Pro-viders worried that immediate reconstruction was associated with higher complication rates and inferior aesthetic results. However, recent studies have disputed these views, reporting that immediate reconstruction produces comparable outcomes to those for delayed procedures.

Not surprisingly, many consumers prefer this approach: For those seeking breast reconstruction, the vision of living for months or years without a breast prior to reconstruction is a daunting prospect. Women undergoing immediate reconstruction appear to suffer fewer of the psychological and emotional problems commonly associated with mastectomies.

A variety of choices are currently available; however, two approaches–implant and natural tissue techniques–are most accepted. Although breast implants have stirred considerable controversy in recent years, the health risks thought to be associated with these devices have not been identified in ongoing epidemiological research. As a result, both silicone gel and saline-filled implants remain commonly used. Placement of a reconstructive implant is usually preceded by a process called “tissue expansion” in which remaining tissue at the mastectomy site is stretched and expanded by a temporary silicone balloon placed under the skin and muscle layers.

The tissue expander is inflated by a series of injections of saline (salt water solution) in the weeks following placement of this device. As the expander enlarges, the overlying skin and muscle layers grow, reproducing the skin removed with mastectomy. Following completion of this process, the expander is replaced with a reconstructive implant in a secondary surgical procedure.

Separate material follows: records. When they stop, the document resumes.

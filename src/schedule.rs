use crate::{
    field::{FieldKind, FieldValue},
    Error, Result,
};
use std::{fmt::Display, str::FromStr};

/// Evaluated schedule pattern: for each of the five time fields, the
/// concrete ascending set of values it matches.
///
/// Fields are validated independently; combinations that can never match a
/// real date (day 31 in February) are accepted as is.
///
/// For the schedule format clarification and usage examples, please refer to
/// the [crate documentation](crate).
#[derive(Debug, Clone, PartialEq, Eq, PartialOrd, Ord, Hash)]
#[cfg_attr(feature = "serde", derive(serde::Serialize, serde::Deserialize))]
pub struct Pattern {
    minutes: Vec<FieldValue>,
    hours: Vec<FieldValue>,
    doms: Vec<FieldValue>,
    months: Vec<FieldValue>,
    dows: Vec<FieldValue>,
}

impl Pattern {
    /// Parses and validates the provided five-field schedule `pattern` and
    /// constructs a [`Pattern`] instance.
    ///
    /// The text must consist of exactly five non-empty fields separated by
    /// single spaces: minute, hour, day of month, month and day of week.
    /// Fields are evaluated left to right and the first [`Error`] aborts
    /// parsing.
    ///
    /// Alternative way to construct [`Pattern`] is to use one of `try_from`
    /// or `from_str` methods.
    pub fn new(pattern: impl AsRef<str>) -> Result<Self> {
        let fields: Vec<&str> = pattern.as_ref().split(' ').collect();
        if fields.len() != 5 || fields.iter().any(|field| field.is_empty()) {
            return Err(Error::PatternFieldsCountInvalid);
        }

        Ok(Self {
            minutes: FieldKind::Minutes.expand(fields[0])?,
            hours: FieldKind::Hours.expand(fields[1])?,
            doms: FieldKind::Doms.expand(fields[2])?,
            months: FieldKind::Months.expand(fields[3])?,
            dows: FieldKind::Dows.expand(fields[4])?,
        })
    }

    /// Minute values (0-59) the schedule matches.
    pub fn minutes(&self) -> &[FieldValue] {
        &self.minutes
    }

    /// Hour values (0-23) the schedule matches.
    pub fn hours(&self) -> &[FieldValue] {
        &self.hours
    }

    /// Day of month values (1-31) the schedule matches.
    pub fn doms(&self) -> &[FieldValue] {
        &self.doms
    }

    /// Month values (1-12) the schedule matches.
    pub fn months(&self) -> &[FieldValue] {
        &self.months
    }

    /// Day of week values (0-6, Sunday is 0) the schedule matches.
    pub fn dows(&self) -> &[FieldValue] {
        &self.dows
    }
}

/// Parsed cron config line: a schedule [`Pattern`] plus the command to run
/// when all five fields match.
///
/// The command is kept as the raw sixth field; no structure is imposed on
/// it, and commands with embedded spaces are not representable in this
/// grammar.
#[derive(Debug, Clone, PartialEq, Eq, PartialOrd, Ord, Hash)]
#[cfg_attr(feature = "serde", derive(serde::Serialize, serde::Deserialize))]
pub struct Config {
    pattern: Pattern,
    command: String,
}

impl Config {
    /// Parses and validates the provided six-field config `line` and
    /// constructs a [`Config`] instance.
    ///
    /// The line must consist of exactly six non-empty fields separated by
    /// single spaces: the five schedule fields followed by the command.
    ///
    /// Alternative way to construct [`Config`] is to use one of `try_from`
    /// or `from_str` methods.
    pub fn new(line: impl AsRef<str>) -> Result<Self> {
        let fields: Vec<&str> = line.as_ref().split(' ').collect();
        if fields.len() != 6 || fields.iter().any(|field| field.is_empty()) {
            return Err(Error::FieldsCountInvalid);
        }

        // Pattern::new owns the field splitting contract, so the time fields
        // are re-joined and handed over as the exact five-field text.
        let pattern = Pattern::new(fields[..5].join(" "))?;

        Ok(Self {
            pattern,
            command: fields[5].to_owned(),
        })
    }

    /// The evaluated schedule part of the line.
    pub fn pattern(&self) -> &Pattern {
        &self.pattern
    }

    /// The command part of the line, verbatim.
    pub fn command(&self) -> &str {
        &self.command
    }
}

impl TryFrom<String> for Pattern {
    type Error = Error;

    fn try_from(value: String) -> Result<Self> {
        Self::new(value)
    }
}

impl TryFrom<&String> for Pattern {
    type Error = Error;

    fn try_from(value: &String) -> Result<Self> {
        Self::new(value)
    }
}

impl TryFrom<&str> for Pattern {
    type Error = Error;

    fn try_from(value: &str) -> Result<Self> {
        Self::new(value)
    }
}

impl FromStr for Pattern {
    type Err = Error;

    fn from_str(s: &str) -> Result<Self> {
        Self::new(s)
    }
}

impl TryFrom<String> for Config {
    type Error = Error;

    fn try_from(value: String) -> Result<Self> {
        Self::new(value)
    }
}

impl TryFrom<&String> for Config {
    type Error = Error;

    fn try_from(value: &String) -> Result<Self> {
        Self::new(value)
    }
}

impl TryFrom<&str> for Config {
    type Error = Error;

    fn try_from(value: &str) -> Result<Self> {
        Self::new(value)
    }
}

impl FromStr for Config {
    type Err = Error;

    fn from_str(s: &str) -> Result<Self> {
        Self::new(s)
    }
}

impl Display for Pattern {
    fn fmt(&self, f: &mut std::fmt::Formatter<'_>) -> std::fmt::Result {
        writeln!(f, "{:<14} {}", "minute", format_values(&self.minutes))?;
        writeln!(f, "{:<14} {}", "hour", format_values(&self.hours))?;
        writeln!(f, "{:<14} {}", "day of month", format_values(&self.doms))?;
        writeln!(f, "{:<14} {}", "month", format_values(&self.months))?;
        writeln!(f, "{:<14} {}", "day of week", format_values(&self.dows))
    }
}

impl Display for Config {
    fn fmt(&self, f: &mut std::fmt::Formatter<'_>) -> std::fmt::Result {
        write!(f, "{}", self.pattern)?;
        writeln!(f, "{:<14} {}", "command", self.command)
    }
}

/// Renders a value set as space separated decimal numbers.
fn format_values(values: &[FieldValue]) -> String {
    values.iter().map(|value| value.to_string()).collect::<Vec<_>>().join(" ")
}

#[cfg(test)]
mod tests {
    use super::*;
    use rstest::rstest;
    use rstest_reuse::{apply, template};

    #[rstest]
    #[case("1 0 1 1 0", vec![1], vec![0], vec![1], vec![1], vec![0])]
    #[case(
        "*/15,7,13-16 0 1 1 0",
        vec![0, 7, 13, 14, 15, 16, 30, 45],
        vec![0],
        vec![1],
        vec![1],
        vec![0]
    )]
    #[case(
        "*/15 0 1,15 * 1-5",
        vec![0, 15, 30, 45],
        vec![0],
        vec![1, 15],
        (1..=12).collect(),
        vec![1, 2, 3, 4, 5]
    )]
    fn pattern_new_valid(
        #[case] text: &str,
        #[case] minutes: Vec<FieldValue>,
        #[case] hours: Vec<FieldValue>,
        #[case] doms: Vec<FieldValue>,
        #[case] months: Vec<FieldValue>,
        #[case] dows: Vec<FieldValue>,
    ) {
        let pattern = Pattern::new(text);
        assert!(pattern.is_ok(), "text = {text}, error = {}", pattern.err().unwrap());

        let pattern = pattern.unwrap();
        assert_eq!(pattern.minutes(), minutes, "text = {text}");
        assert_eq!(pattern.hours(), hours, "text = {text}");
        assert_eq!(pattern.doms(), doms, "text = {text}");
        assert_eq!(pattern.months(), months, "text = {text}");
        assert_eq!(pattern.dows(), dows, "text = {text}");
    }

    #[rstest]
    #[case("", Error::PatternFieldsCountInvalid)]
    #[case(" ", Error::PatternFieldsCountInvalid)]
    #[case("* * * *", Error::PatternFieldsCountInvalid)]
    #[case("* * * * * *", Error::PatternFieldsCountInvalid)]
    #[case("1  2 3 4", Error::PatternFieldsCountInvalid)]
    #[case("* * * * * ", Error::PatternFieldsCountInvalid)]
    #[case("-12 * * * *", Error::ValueTooLow)]
    #[case("* * * 13 *", Error::ValueTooHigh)]
    #[case("abc * * * *", Error::NumericalValueInvalid)]
    #[case("* * 1-42 * *", Error::RangePatternBoundTooHigh)]
    fn pattern_new_invalid(#[case] text: &str, #[case] expected: Error) {
        assert_eq!(Pattern::new(text), Err(expected), "text = {text}");
    }

    #[test]
    fn config_new_full_example() {
        let config = Config::new("*/15 0 1,15 * 1-5 /usr/bin/find").unwrap();

        assert_eq!(config.pattern().minutes(), &[0, 15, 30, 45]);
        assert_eq!(config.pattern().hours(), &[0]);
        assert_eq!(config.pattern().doms(), &[1, 15]);
        assert_eq!(config.pattern().months(), &[1, 2, 3, 4, 5, 6, 7, 8, 9, 10, 11, 12]);
        assert_eq!(config.pattern().dows(), &[1, 2, 3, 4, 5]);
        assert_eq!(config.command(), "/usr/bin/find");
    }

    #[rstest]
    #[case("", Error::FieldsCountInvalid)]
    #[case("*/15 0 1,15 * 1-5", Error::FieldsCountInvalid)]
    #[case("*/15 0 1,15 * 1-5 /usr/bin/find now", Error::FieldsCountInvalid)]
    #[case("*/15 0 1,15 * 9 /usr/bin/find", Error::ValueTooHigh)]
    #[case("60 0 1,15 * 1-5 /usr/bin/find", Error::ValueTooHigh)]
    #[case("*/0 0 1,15 * 1-5 /usr/bin/find", Error::StepValueOutsideRange)]
    fn config_new_invalid(#[case] line: &str, #[case] expected: Error) {
        assert_eq!(Config::new(line), Err(expected), "line = {line}");
    }

    #[test]
    fn config_display() {
        let config = Config::new("*/15 0 1,15 * 1-5 /usr/bin/find").unwrap();

        let expected = concat!(
            "minute         0 15 30 45\n",
            "hour           0\n",
            "day of month   1 15\n",
            "month          1 2 3 4 5 6 7 8 9 10 11 12\n",
            "day of week    1 2 3 4 5\n",
            "command        /usr/bin/find\n",
        );
        assert_eq!(config.to_string(), expected);
    }

    #[template]
    #[rstest]
    #[case("1 0 1 1 0 /bin/true")]
    #[case("*/15 0 1,15 * 1-5 /usr/bin/find")]
    #[case("* * * * * reboot")]
    fn valid_config_lines(#[case] line: &str) {}

    #[apply(valid_config_lines)]
    fn config_new_accepts(line: &str) {
        let config = Config::new(line);
        assert!(config.is_ok(), "line = {line}, error = {}", config.err().unwrap());
    }

    #[apply(valid_config_lines)]
    fn config_conversions_match_new(line: &str) {
        let expected = Config::new(line).unwrap();
        let owned = line.to_string();

        assert_eq!(line.parse::<Config>().unwrap(), expected);
        assert_eq!(Config::try_from(line).unwrap(), expected);
        assert_eq!(Config::try_from(&owned).unwrap(), expected);
        assert_eq!(Config::try_from(owned).unwrap(), expected);
    }

    #[rstest]
    #[case("1 0 1 1 0")]
    #[case("*/15 0 1,15 * 1-5")]
    fn pattern_conversions_match_new(#[case] text: &str) {
        let expected = Pattern::new(text).unwrap();
        let owned = text.to_string();

        assert_eq!(text.parse::<Pattern>().unwrap(), expected);
        assert_eq!(Pattern::try_from(text).unwrap(), expected);
        assert_eq!(Pattern::try_from(&owned).unwrap(), expected);
        assert_eq!(Pattern::try_from(owned).unwrap(), expected);
    }

    #[cfg(feature = "serde")]
    #[test]
    fn serde_round_trip() {
        let config = Config::new("*/15 0 1,15 * 1-5 /usr/bin/find").unwrap();

        let json = serde_json::to_string(&config).unwrap();
        assert_eq!(serde_json::from_str::<Config>(&json).unwrap(), config);
    }
}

The second approach to breast reconstruction uses the patient’s own tissue. This operation uses a “flap” consisting of skin, fat, and muscle that is transferred from a donor site to the area of the mastectomy. Several donor sites have been used, but for the past fifteen years, the most popular option has been the TRAM flap, short for Transverse Rectus Abdominis Musculocutaneous. The TRAM flap uses a segment of lower abdominal skin, fat, and muscle to reconstruct and sculpt a new breast. The donor area in the lower abdomen is then closed as a “tummy tuck.”

Obviously, both approaches to breast reconstruction have advantages and disadvantages. We recommend you thoughtfully examine the pros and cons of each procedure, choosing the option which best fits your preferences and needs. Depending on your age, health and a variety of other factors, your plastic surgeon may encourage you to choose one approach over the other. For example, smokers are not good candidates for TRAM flaps because of circulation problems associated with tobacco use.



The key to choosing which construction method is suitable for you is important. You should research all of your options and consider gathering additional information from physicians and other reliable sources including the Internet. Background on breast reconstruction options and on the MBROS project can be found at www.surgery.med.umich.edu/breastrecon.htm.